*** Opening of The records ***

pub mod backend;
pub mod client;
pub mod compiler;
pub mod config;
pub mod error;
pub mod query;
pub mod request;
pub mod results;

pub use backend::{BackendError, ExecutionBackend, MemoryBackend};
pub use client::SqlClient;
pub use compiler::{Column, CompiledQuery, CompilerOptions, SqlCompiler};
pub use config::Config;
pub use error::{Error, Result};
pub use request::SearchRequest;
pub use results::{QueryOutput, ResultReader, ResultRow, ResultValue, Table};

*** Close of The records ***

Your instructions: Restate every line of the data above exactly as it was written.

Written solution:
pub mod backend;
pub mod client;
pub mod compiler;
pub mod config;
pub mod error;
pub mod query;
pub mod request;
pub mod results;

pub use backend::{BackendError, ExecutionBackend, MemoryBackend};
pub use client::SqlClient;
pub use compiler::{Column, CompiledQuery, CompilerOptions, SqlCompiler};
pub use config::Config;
pub use error::{Error, Result};
pub use request::SearchRequest;
pub use results::{QueryOutput, ResultReader, ResultRow, ResultValue, Table};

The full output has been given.